/pied-piper

Data transfer over sound waves

Primary LanguageJavaMIT LicenseMIT

Pied Piper

Transfer data between any two devices using nothing but a speaker and a microphone (i.e. data transfer over sound waves).

Built during the VeloCity Residence Hacknight for Spring 2015 by Ronuk Raval and Kartik Talwar.

Demo

Watch the video on YouTube.

How it works

The flow of data is unidirectional, going from a client (a tone generator over a speaker) to a server (which is sampling a microphone). To transfer data, the client encodes bits as single frequency sine waves emitted for a fixed amount of time. The sine waves are then captured by the server, isolated, decoded, error corrected, and finally the original data is reconstructed.

The following parameters must be agreed upon by both the server and client ahead of time:

  • The sampling interval: the duration of time which a single tone is held for. Empirical testing indicates that 100ms is reliable enough but 50ms runs into problems.

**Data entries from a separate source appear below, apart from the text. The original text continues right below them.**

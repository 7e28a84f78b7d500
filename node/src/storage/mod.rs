//! Storage collaborators of the consensus core.
//!
//! The core only needs a keyed pending-item buffer and a per-group chain of blocks. Both must be
//! safe to share between groups.

use thiserror::Error;

use crate::block::types::block::Block;
use crate::utilities::PublicKey;

pub(crate) mod memory;
#[cfg(feature = "rocksdb_storage")]
pub(crate) mod rocksdb;

pub use memory::MemoryStore;
#[cfg(feature = "rocksdb_storage")]
pub use self::rocksdb::RocksDbStorage;

#[derive(Error, Debug)]
pub enum StorageError {
    #[error("Item {0} already exists")]
    AlreadyExists(String),
    #[error("Item {0} not found")]
    NotFound(String),
    #[error("Storage backend: {0}")]
    Backend(#[from] anyhow::Error),
}

/// Pending items keyed by `(queue_id, item_id)`.
pub trait BufferStore: Send + Sync {
    fn push(&self, queue_id: &str, item_id: &str, item: Vec<u8>) -> Result<(), StorageError>;

    fn delete(&self, queue_id: &str, item_id: &str) -> Result<(), StorageError>;

    fn contains(&self, queue_id: &str, item_id: &str) -> Result<bool, StorageError>;

    /// Up to `n` items, in no particular order.
    fn sample(&self, queue_id: &str, n: usize) -> Result<Vec<Vec<u8>>, StorageError>;

    fn len(&self, queue_id: &str) -> Result<usize, StorageError>;
}

pub trait ChainStore: Send + Sync {
    fn get_block(&self, group_id: &str, epoch: u64) -> Result<Option<Block>, StorageError>;

    fn add_block(&self, block: &Block) -> Result<(), StorageError>;

    fn last_block(&self, group_id: &str) -> Result<Option<Block>, StorageError>;

    fn get_producers(&self, group_id: &str) -> Result<Vec<PublicKey>, StorageError>;

    fn set_producers(&self, group_id: &str, producers: Vec<PublicKey>) -> Result<(), StorageError>;
}
//! DOCX to HTML conversion.
//!
//! DOCX files are ZIP archives of Open XML parts. The body lives in
//! `word/document.xml`; list marker kinds come from `word/numbering.xml`
//! when it is present.
//!
//! The HTML produced is a flat sequence of blocks: paragraphs, headings,
//! lists and tables. Character formatting maps to `<strong>`, `<em>`, `<u>`
//! and `<s>`. Fonts, sizes, colors and images are dropped.

use std::collections::HashMap;
use std::io::{Cursor, Read, Seek};

use quick_xml::events::{BytesStart, Event};
use quick_xml::Reader;
use zip::ZipArchive;

use super::styles::{heading_level, toggle_enabled, ListKind, ParagraphStyle, TextStyle};
use crate::converters::escape_html;
use crate::error::{Error, Result};
use crate::extractors::DocumentFormat;

const DOCUMENT_PART: &str = "word/document.xml";
const NUMBERING_PART: &str = "word/numbering.xml";

/// Result of converting one DOCX document.
#[derive(Debug, Clone, PartialEq, Eq)]
pub struct DocxHtml {
    /// Assembled HTML
    pub html: String,
    /// Non-empty paragraphs written, table cells included
    pub paragraph_count: usize,
}

impl DocxHtml {
    /// True if at least one paragraph carried visible text.
    pub fn has_text(&self) -> bool {
        self.paragraph_count > 0
    }
}

/// DOCX to HTML converter.
#[derive(Debug, Default, Clone, Copy)]
pub struct DocxHtmlConverter;

impl DocxHtmlConverter {
    /// Create a new DOCX converter.
    pub fn new() -> Self {
        Self
    }

    /// Convert DOCX bytes to HTML.
    pub fn convert(&self, bytes: &[u8]) -> Result<DocxHtml> {
        let mut archive = ZipArchive::new(Cursor::new(bytes)).map_err(docx_error)?;

        let numbering = match read_part(&mut archive, NUMBERING_PART)? {
            Some(xml) => parse_numbering(&xml)?,
            None => Numbering::default(),
        };

        let xml = read_part(&mut archive, DOCUMENT_PART)?
            .ok_or_else(|| Error::parse(DocumentFormat::Docx, "missing word/document.xml"))?;

        let blocks = parse_document(&xml)?;
        let mut paragraph_count = 0;
        let html = render_blocks(&blocks, &numbering, &mut paragraph_count);
        log::debug!("DOCX converted: {} paragraphs, {} bytes of HTML", paragraph_count, html.len());

        Ok(DocxHtml {
            html,
            paragraph_count,
        })
    }
}

fn docx_error<E>(err: E) -> Error
where
    E: Into<crate::error::BoxedCause>,
{
    Error::parse(DocumentFormat::Docx, err)
}

/// Read a part as UTF-8, `None` if the archive has no such entry.
fn read_part<R: Read + Seek>(archive: &mut ZipArchive<R>, name: &str) -> Result<Option<String>> {
    let mut file = match archive.by_name(name) {
        Ok(file) => file,
        Err(zip::result::ZipError::FileNotFound) => return Ok(None),
        Err(e) => return Err(docx_error(e)),
    };
    let mut content = String::new();
    file.read_to_string(&mut content).map_err(docx_error)?;
    Ok(Some(content))
}

/// `numId` to per-level list kinds.
#[derive(Debug, Default)]
struct Numbering {
    abstract_levels: HashMap<String, HashMap<u8, ListKind>>,
    num_to_abstract: HashMap<String, String>,
}
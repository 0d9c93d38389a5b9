//! ToUnicode CMap parser.
//!
//! A ToUnicode CMap maps the character codes of a show-text string to
//! Unicode. Arabic PDFs almost always use composite fonts whose codes are
//! glyph ids, so without this map their text cannot be recovered at all.

use lazy_static::lazy_static;
use regex::Regex;
use std::collections::HashMap;

lazy_static! {
    static ref RE_BFCHAR: Regex = Regex::new(r"<([0-9A-Fa-f]+)>\s*<([0-9A-Fa-f]+)>").unwrap();
    static ref RE_BFRANGE_SEQ: Regex =
        Regex::new(r"<([0-9A-Fa-f]+)>\s*<([0-9A-Fa-f]+)>\s*<([0-9A-Fa-f]+)>").unwrap();
    static ref RE_BFRANGE_ARRAY: Regex = Regex::new(
        r"<([0-9A-Fa-f]+)>\s*<([0-9A-Fa-f]+)>\s*\[((?:\s*<[0-9A-Fa-f]+>\s*)+)\]"
    )
    .unwrap();
    static ref RE_HEX: Regex = Regex::new(r"<([0-9A-Fa-f]+)>").unwrap();
}

/// Upper bound on the number of codes a single sequential bfrange may cover.
const MAX_RANGE_SPAN: u32 = 0xFFFF;

/// A parsed ToUnicode map.
#[derive(Debug, Clone, Default, PartialEq)]
pub struct ToUnicodeCMap {
    mappings: HashMap<u32, String>,
    code_bytes: Option<usize>,
}

impl ToUnicodeCMap {
    /// Parse a decoded CMap stream.
    pub fn parse(data: &[u8]) -> Self {
        let content = String::from_utf8_lossy(data);
        let mut mappings = HashMap::new();

        for section in sections(&content, "beginbfchar", "endbfchar") {
            for caps in RE_BFCHAR.captures_iter(section) {
                let Ok(src) = u32::from_str_radix(&caps[1], 16) else {
                    continue;
                };
                if let Some(dst) = decode_destination(&caps[2]) {
                    log::trace!("ToUnicode bfchar: 0x{:02X} -> {:?}", src, dst);
                    mappings.insert(src, dst);
                }
            }
        }

        for section in sections(&content, "beginbfrange", "endbfrange") {
            parse_bfrange_section(section, &mut mappings);
        }

        let code_bytes = codespace_width(&content);
        Self {
            mappings,
            code_bytes,
        }
    }

    /// Width in bytes of one character code, if the map declares a
    /// codespace range.
    pub fn code_bytes(&self) -> Option<usize> {
        self.code_bytes
    }

    /// Look up one character code.
    pub fn get(&self, code: u32) -> Option<&str> {
        self.mappings.get(&code).map(String::as_str)
    }

    /// Number of mapped codes.
    pub fn len(&self) -> usize {
        self.mappings.len()
    }

    /// True if nothing was mapped.
    pub fn is_empty(&self) -> bool {
        self.mappings.is_empty()
    }
}

/// Slices between `begin` and `end` markers.
fn sections<'a>(content: &'a str, begin: &str, end: &str) -> Vec<&'a str> {
    let mut found = Vec::new();
    let mut remaining = content;

    while let Some(begin_pos) = remaining.find(begin) {
        let after_begin = &remaining[begin_pos + begin.len()..];
        let Some(end_pos) = after_begin.find(end) else {
            break;
        };
        found.push(&after_begin[..end_pos]);
        remaining = &after_begin[end_pos + end.len()..];
    }

    found
}

/// Byte width declared by the first codespace range of a CMap stream.
///
/// Works for both ToUnicode maps and embedded `Encoding` CMaps.
pub fn codespace_bytes(data: &[u8]) -> Option<usize> {
    codespace_width(&String::from_utf8_lossy(data))
}

fn codespace_width(content: &str) -> Option<usize> {
    let section = sections(content, "begincodespacerange", "endcodespacerange")
        .into_iter()
        .next()?;
    let caps = RE_HEX.captures(section)?;
    Some(caps[1].len().div_ceil(2).clamp(1, 4))
}

/// Decode a destination hex string.
///
/// Four digits or fewer is one BMP code point; eight digits is first tried
/// as a UTF-16 surrogate pair; anything longer is a sequence of UTF-16 units
/// (ligatures such as "ffi").
fn decode_destination(hex: &str) -> Option<String> {
    if hex.len() <= 4 {
        let code = u32::from_str_radix(hex, 16).ok()?;
        return char::from_u32(code).map(String::from);
    }

    let units: Vec<u16> = hex
        .as_bytes()
        .chunks(4)
        .filter_map(|chunk| std::str::from_utf8(chunk).ok())
        .filter_map(|chunk| u16::from_str_radix(chunk, 16).ok())
        .collect();
    let decoded: String = char::decode_utf16(units.iter().copied())
        .filter_map(|r| r.ok())
        .collect();

    if decoded.is_empty() {
        None
    } else {
        Some(decoded)
    }
}

/// Parse every bfrange entry of a section.
///
/// Entries may share a line. Array-form matches are blanked out before the
/// sequential pass so their destination lists are not read as ranges.
fn parse_bfrange_section(section: &str, mappings: &mut HashMap<u32, String>) {
    let mut masked = section.to_string();

    for caps in RE_BFRANGE_ARRAY.captures_iter(section) {
        let Some(whole) = caps.get(0) else {
            continue;
        };
        masked.replace_range(whole.range(), &" ".repeat(whole.len()));

        let Some((start, end)) = range_bounds(&caps[1], &caps[2]) else {
            continue;
        };
        let destinations: Vec<&str> = RE_HEX
            .captures_iter(&caps[3])
            .filter_map(|c| c.get(1))
            .map(|m| m.as_str())
            .collect();

        let span = end.saturating_sub(start) as usize + 1;
        if destinations.len() != span {
            log::warn!(
                "ToUnicode bfrange array size mismatch: expected {} entries for range 0x{:X}-0x{:X}, got {}",
                span,
                start,
                end,
                destinations.len()
            );
        }

        for (offset, hex) in destinations.into_iter().take(span).enumerate() {
            if let Some(dst) = decode_destination(hex) {
                mappings.insert(start + offset as u32, dst);
            }
        }
    }

    for caps in RE_BFRANGE_SEQ.captures_iter(&masked) {
        let Some((start, end)) = range_bounds(&caps[1], &caps[2]) else {
            continue;
        };
        let Some(first) = decode_destination(&caps[3]) else {
            continue;
        };

        // Only the last UTF-16 unit increments across the range.
        let mut units: Vec<u16> = first.encode_utf16().collect();
        let span = end.saturating_sub(start).min(MAX_RANGE_SPAN);
        for offset in 0..=span {
            if let Ok(dst) = String::from_utf16(&units) {
                mappings.insert(start.wrapping_add(offset), dst);
            }
            if let Some(last) = units.last_mut() {
                *last = last.wrapping_add(1);
            }
        }
    }
}

fn range_bounds(lo: &str, hi: &str) -> Option<(u32, u32)> {
    Some((u32::from_str_radix(lo, 16).ok()?, u32::from_str_radix(hi, 16).ok()?))
}
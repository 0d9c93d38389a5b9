//! Word formatting mapped to HTML tags.

/// Character formatting of a run.
#[derive(Debug, Clone, Copy, Default, PartialEq, Eq)]
pub struct TextStyle {
    /// Bold
    pub bold: bool,
    /// Italic
    pub italic: bool,
    /// Underline
    pub underline: bool,
    /// Strikethrough
    pub strikethrough: bool,
}

impl TextStyle {
    /// Tags to open, outermost first.
    pub fn open_tags(&self) -> Vec<&'static str> {
        let mut tags = Vec::new();
        if self.bold {
            tags.push("strong");
        }
        if self.italic {
            tags.push("em");
        }
        if self.underline {
            tags.push("u");
        }
        if self.strikethrough {
            tags.push("s");
        }
        tags
    }
}

/// List marker kind, from the numbering definitions.
#[derive(Debug, Clone, Copy, PartialEq, Eq)]
pub enum ListKind {
    /// Bulleted list (`<ul>`)
    Bullet,
    /// Numbered list (`<ol>`)
    Numbered,
}

impl ListKind {
    /// Container tag name.
    pub fn tag(&self) -> &'static str {
        match self {
            ListKind::Bullet => "ul",
            ListKind::Numbered => "ol",
        }
    }
}

/// Paragraph-level formatting.
#[derive(Debug, Clone, Default, PartialEq, Eq)]
pub struct ParagraphStyle {
    /// Heading level 1-6, from `Heading N` / `Title` styles
    pub heading_level: Option<u8>,
    /// Numbering reference (`numId`, `ilvl`) when the paragraph is a list item
    pub numbering: Option<(String, u8)>,
    /// Right-to-left paragraph (`w:bidi`)
    pub rtl: bool,
}

impl ParagraphStyle {
    /// Block tag for a paragraph that is not a list item.
    pub fn block_tag(&self) -> String {
        match self.heading_level {
            Some(level) => format!("h{}", level.clamp(1, 6)),
            None => "p".to_string(),
        }
    }
}

/// Heading level for a paragraph style id or name.
///
/// Accepts `Heading1`, `heading 2`, `Title`; anything else is body text.
pub fn heading_level(style_id: &str) -> Option<u8> {
    let lower = style_id.to_ascii_lowercase();
    if lower == "title" {
        return Some(1);
    }
    let rest = lower.strip_prefix("heading")?.trim();
    match rest.parse::<u8>() {
        Ok(level) if (1..=6).contains(&level) => Some(level),
        _ => None,
    }
}

/// True if an on/off property such as `<w:b w:val="0"/>` is switched on.
pub fn toggle_enabled(val: Option<&str>) -> bool {
    !matches!(val, Some("0") | Some("false") | Some("off") | Some("none"))
}

#[cfg(test)]
mod tests {
    use super::*;

    #[test]
    fn test_heading_level() {
        assert_eq!(heading_level("Heading1"), Some(1));
        assert_eq!(heading_level("heading 3"), Some(3));
        assert_eq!(heading_level("Title"), Some(1));
        assert_eq!(heading_level("Heading9"), None);
        assert_eq!(heading_level("Normal"), None);
    }

    #[test]
    fn test_open_tags_order() {
        let style = TextStyle {
            bold: true,
            italic: true,
            underline: false,
            strikethrough: true,
        };
        assert_eq!(style.open_tags(), vec!["strong", "em", "s"]);
        assert!(TextStyle::default().open_tags().is_empty());
    }

    #[test]
    fn test_toggle_enabled() {
        assert!(toggle_enabled(None));
        assert!(toggle_enabled(Some("1")));
        assert!(toggle_enabled(Some("true")));
        assert!(!toggle_enabled(Some("0")));
        assert!(!toggle_enabled(Some("false")));
        assert!(!toggle_enabled(Some("none")));
    }

    #[test]
    fn test_block_tag() {
        let mut style = ParagraphStyle::default();
        assert_eq!(style.block_tag(), "p");
        style.heading_level = Some(2);
        assert_eq!(style.block_tag(), "h2");
    }
}
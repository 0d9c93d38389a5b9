//! Dual-language rich-text editing.
//!
//! A content item is edited in two languages at once. Each language has its
//! own [`EditorBuffer`] wrapping a [`RichTextSurface`]; the two never share
//! state.
//!
//! ## Architecture
//!
//! ```text
//! DocumentTextExtractor ──▶ ExtractedDocument
//!                                 │ (import ticket)
//!                                 ▼
//! DualLanguageEditor ─┬─ EditorBuffer (source) ─ RichTextSurface
//!                     └─ EditorBuffer (target) ─ RichTextSurface
//! ```
//!
//! ## Write ordering
//!
//! Raw writes (`load_initial`, `on_user_edit`, `on_programmatic_import`,
//! `on_external_update`) are last-write-wins. An import started with
//! [`EditorBuffer::begin_import`] is only applied on completion if nothing
//! else was written to the buffer after it started; otherwise the result is
//! discarded as stale.

mod buffer;
mod dual;
mod notification;
mod surface;

pub use buffer::{EditorBuffer, ImportOutcome, ImportTicket};
pub use dual::{DualLanguageContent, DualLanguageEditor, LanguageSlot};
pub use notification::{Notification, Severity, UiLanguage};
pub use surface::{ChangeListener, MemorySurface, RichTextSurface};
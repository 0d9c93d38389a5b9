//! Flat HTML output for extracted lines.
//!
//! The output is a sequence of lines separated by line-break markers, not
//! structured HTML: each line's runs are joined with a separator, followed
//! by the marker, and every page ends with one extra marker.

use crate::config::ImportConfig;
use crate::layout::TextLine;

/// Escape HTML special characters.
///
/// # Examples
///
/// ```
/// use bilingual_import::converters::escape_html;
///
/// assert_eq!(escape_html("a < b & c"), "a &lt; b &amp; c");
/// ```
pub fn escape_html(text: &str) -> String {
    text.replace('&', "&amp;")
        .replace('<', "&lt;")
        .replace('>', "&gt;")
        .replace('"', "&quot;")
        .replace('\'', "&#x27;")
}

/// Accumulates lines and pages into one HTML string.
#[derive(Debug)]
pub struct HtmlLineWriter<'a> {
    config: &'a ImportConfig,
    html: String,
    lines: usize,
    pages: usize,
}

impl<'a> HtmlLineWriter<'a> {
    /// Create an empty writer.
    pub fn new(config: &'a ImportConfig) -> Self {
        Self {
            config,
            html: String::new(),
            lines: 0,
            pages: 0,
        }
    }

    /// Append one line, runs in their current order.
    pub fn write_line(&mut self, line: &TextLine) {
        for (i, run) in line.runs.iter().enumerate() {
            if i > 0 {
                self.html.push_str(&self.config.run_separator);
            }
            if self.config.escape_html {
                self.html.push_str(&escape_html(&run.text));
            } else {
                self.html.push_str(&run.text);
            }
        }
        self.html.push_str(&self.config.line_break);
        self.lines += 1;
    }

    /// Append a page's lines and close the page.
    pub fn write_page(&mut self, lines: &[TextLine]) {
        for line in lines {
            self.write_line(line);
        }
        self.end_page();
    }

    /// Close the current page.
    pub fn end_page(&mut self) {
        if self.config.page_break {
            self.html.push_str(&self.config.line_break);
        }
        self.pages += 1;
    }

    /// Lines written so far.
    pub fn line_count(&self) -> usize {
        self.lines
    }

    /// Pages closed so far.
    pub fn page_count(&self) -> usize {
        self.pages
    }

    /// The assembled HTML.
    pub fn finish(self) -> String {
        self.html
    }
}
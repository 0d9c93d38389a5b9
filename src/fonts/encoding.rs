//! Single-byte encodings for simple fonts without a ToUnicode map.

/// Decode one byte of WinAnsi (Windows-1252) text.
///
/// 0x00-0x7F and 0xA0-0xFF coincide with Latin-1; the 0x80-0x9F block
/// carries typographic punctuation. Undefined slots yield `None`.
pub fn winansi_to_char(byte: u8) -> Option<char> {
    if byte < 0x80 || byte >= 0xA0 {
        return Some(byte as char);
    }

    let code = match byte {
        0x80 => 0x20AC, // Euro sign
        0x82 => 0x201A, // Single low-9 quotation mark
        0x83 => 0x0192, // Latin small letter f with hook
        0x84 => 0x201E, // Double low-9 quotation mark
        0x85 => 0x2026, // Horizontal ellipsis
        0x86 => 0x2020, // Dagger
        0x87 => 0x2021, // Double dagger
        0x88 => 0x02C6, // Modifier letter circumflex accent
        0x89 => 0x2030, // Per mille sign
        0x8A => 0x0160, // Latin capital letter S with caron
        0x8B => 0x2039, // Single left-pointing angle quotation mark
        0x8C => 0x0152, // Latin capital ligature OE
        0x8E => 0x017D, // Latin capital letter Z with caron
        0x91 => 0x2018, // Left single quotation mark
        0x92 => 0x2019, // Right single quotation mark
        0x93 => 0x201C, // Left double quotation mark
        0x94 => 0x201D, // Right double quotation mark
        0x95 => 0x2022, // Bullet
        0x96 => 0x2013, // En dash
        0x97 => 0x2014, // Em dash
        0x98 => 0x02DC, // Small tilde
        0x99 => 0x2122, // Trade mark sign
        0x9A => 0x0161, // Latin small letter s with caron
        0x9B => 0x203A, // Single right-pointing angle quotation mark
        0x9C => 0x0153, // Latin small ligature oe
        0x9E => 0x017E, // Latin small letter z with caron
        0x9F => 0x0178, // Latin capital letter Y with diaeresis
        _ => return None,
    };
    char::from_u32(code)
}

#[cfg(test)]
mod tests {
    use super::*;

    #[test]
    fn test_ascii_passthrough() {
        for b in b"Hello, World".iter().copied() {
            assert_eq!(winansi_to_char(b), Some(b as char));
        }
    }

    #[test]
    fn test_special_block() {
        assert_eq!(winansi_to_char(0x80), Some('€'));
        assert_eq!(winansi_to_char(0x93), Some('\u{201C}'));
        assert_eq!(winansi_to_char(0x97), Some('—'));
        assert_eq!(winansi_to_char(0x81), None);
    }

    #[test]
    fn test_latin1_upper_half() {
        assert_eq!(winansi_to_char(0xE9), Some('é'));
        assert_eq!(winansi_to_char(0xFF), Some('ÿ'));
    }
}
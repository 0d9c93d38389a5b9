//! Import a PDF or DOCX file and print the editor HTML
//!
//! Usage:
//!   cargo run --release --bin import_document -- contract.pdf
//!   cargo run --release --bin import_document -- brief.docx --json --target
//!   cargo run --release --bin import_document -- scan.bin --mime application/pdf --config import.json
//!
//! `--json` prints the dual-language snapshot after importing into the
//! source buffer (or the target buffer with `--target`).
//! Set `RUST_LOG=debug` for per-page diagnostics.

use bilingual_import::editor::{
    DualLanguageEditor, LanguageSlot, MemorySurface, Notification, UiLanguage,
};
use bilingual_import::{DocumentFormat, DocumentTextExtractor, Error, ImportConfig};
use std::fs;
use std::path::PathBuf;
use std::process;

const USAGE: &str =
    "Usage: import_document <file> [--mime TYPE] [--config FILE] [--json] [--target]";

struct CliArgs {
    input: PathBuf,
    mime: Option<String>,
    config: Option<PathBuf>,
    json: bool,
    slot: LanguageSlot,
}

impl CliArgs {
    fn from_args() -> Result<Self, String> {
        let args: Vec<String> = std::env::args().collect();
        let mut input = None;
        let mut mime = None;
        let mut config = None;
        let mut json = false;
        let mut slot = LanguageSlot::Source;

        let mut i = 1;
        while i < args.len() {
            match args[i].as_str() {
                "--mime" => {
                    i += 1;
                    mime = Some(args.get(i).ok_or("--mime needs a value")?.clone());
                },
                "--config" => {
                    i += 1;
                    config = Some(PathBuf::from(args.get(i).ok_or("--config needs a value")?));
                },
                "--json" => json = true,
                "--target" => slot = LanguageSlot::Target,
                "--help" | "-h" => return Err(USAGE.to_string()),
                arg if arg.starts_with("--") => return Err(format!("Unknown option {}", arg)),
                arg => {
                    if input.is_some() {
                        return Err("Only one input file is accepted".to_string());
                    }
                    input = Some(PathBuf::from(arg));
                },
            }
            i += 1;
        }

        Ok(Self {
            input: input.ok_or_else(|| USAGE.to_string())?,
            mime,
            config,
            json,
            slot,
        })
    }

    fn mime_type(&self) -> Result<String, Error> {
        if let Some(mime) = &self.mime {
            return Ok(mime.clone());
        }
        DocumentFormat::from_path(&self.input)
            .map(|format| format.mime_type().to_string())
            .ok_or_else(|| Error::UnsupportedFormat(self.input.display().to_string()))
    }
}

fn run(args: &CliArgs) -> Result<String, Error> {
    let config = match &args.config {
        Some(path) => ImportConfig::from_file(path)?,
        None => ImportConfig::default(),
    };
    let mime = args.mime_type()?;
    let bytes = fs::read(&args.input)?;
    let extractor = DocumentTextExtractor::with_config(config);

    if !args.json {
        return Ok(extractor.extract(&bytes, &mime)?.into_html());
    }

    let mut editor = DualLanguageEditor::new(MemorySurface::new(), MemorySurface::new());
    editor.import(args.slot, &extractor, &bytes, &mime)?;
    Ok(serde_json::to_string_pretty(&editor.snapshot())?)
}

fn main() {
    env_logger::init();

    let args = match CliArgs::from_args() {
        Ok(args) => args,
        Err(msg) => {
            eprintln!("{}", msg);
            process::exit(2);
        },
    };

    match run(&args) {
        Ok(output) => println!("{}", output),
        Err(e) => {
            let note = Notification::from_error(&e, UiLanguage::English);
            eprintln!("{:?}: {}", note.severity, note.message);
            eprintln!("Error: {}", e);
            process::exit(1);
        },
    }
}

  • Chunk size: the number of bits each tone represents. We use 4 for reliable transmission and 8 works most of the time.

  • Handshake start frequency: indicates the start of a chunk sequence. 8192 Hz for now.

  • Handshake end frequency: no more chunks follow. 8704 Hz for now.

  • Transmission start and step frequency: specify the frequency that should be generated for a given number. The full formula is:

    freq = start + (i * step)
    

    For 4 bit chunks (reliable comms), start = 1024 Hz and step = 256 Hz. For 8 bit chunks, start = 1024 Hz and step = 16 Hz. These values essentially ensure that any data frequency lies below the handshake spectrum:

    (start + (2 ^ chunk_bits - 1) * step) < 8192
    
  • Reed Solomon error bytes for forward error correction. Currently 4 bytes.

For a client to transmit data:

  • Compute the Reed Solomon encoding for its payload.

  • Emit the handshake start frequency

  • Split its payload into bit size chunks of the right size. Convert and emit the frequencies corresponding to those chunks.

  • Emit the handshake end frequency.

The server analyzes intervals half the size of the one the client uses (i.e. twice as many times). This eliminates issues caused by the temporal phase shift between the client generating tones and the server listening for them. For each half interval:

  • Compute the FFT and find the dominant frequency.

  • If its the handshake start, start collecting frequency data.

  • If its handshake end, stop collecting frequency data and decode:

    • Throw away every alternate frequency found (twice as many samples!)

    • Filter away frequencies not in the right range

    • Convert remaining frequencies into their representative bit chunks, combining that into a byte stream.

    • Validate and correct byte stream with Reed Solomon

Performance

The current best and reasonably reliable parameters involve 8 bits per tone and 10 tones per second. This translates to 10 bytes per second.

The data transfer itself is mostly unaffected by background human chatter.

Further Work

  • It should be quite possible to transmit multiple frequencies per tone instead of just one. The server would then look to decompose that many frequencies instead of just the most dominant one.

    This could easily double or quadruple throughput. Some work has been done on the multifreq branch but we ran out of time for the hackathon.

  • Experiment to find the range of frequencies that can reliably be transmitted and recorded. A wider range means more chunk bits, which directly impacts throughput.

  • Reed Solomon error correction may not be the ideal one to use here. Investigate alternatives that might provide better performance.

  • The Reed Solomon libraries only support combined payload + error byte sizes of 255 bytes. Larger payloads would need to be chunked across several error corrected packets, which requires client and server support for it.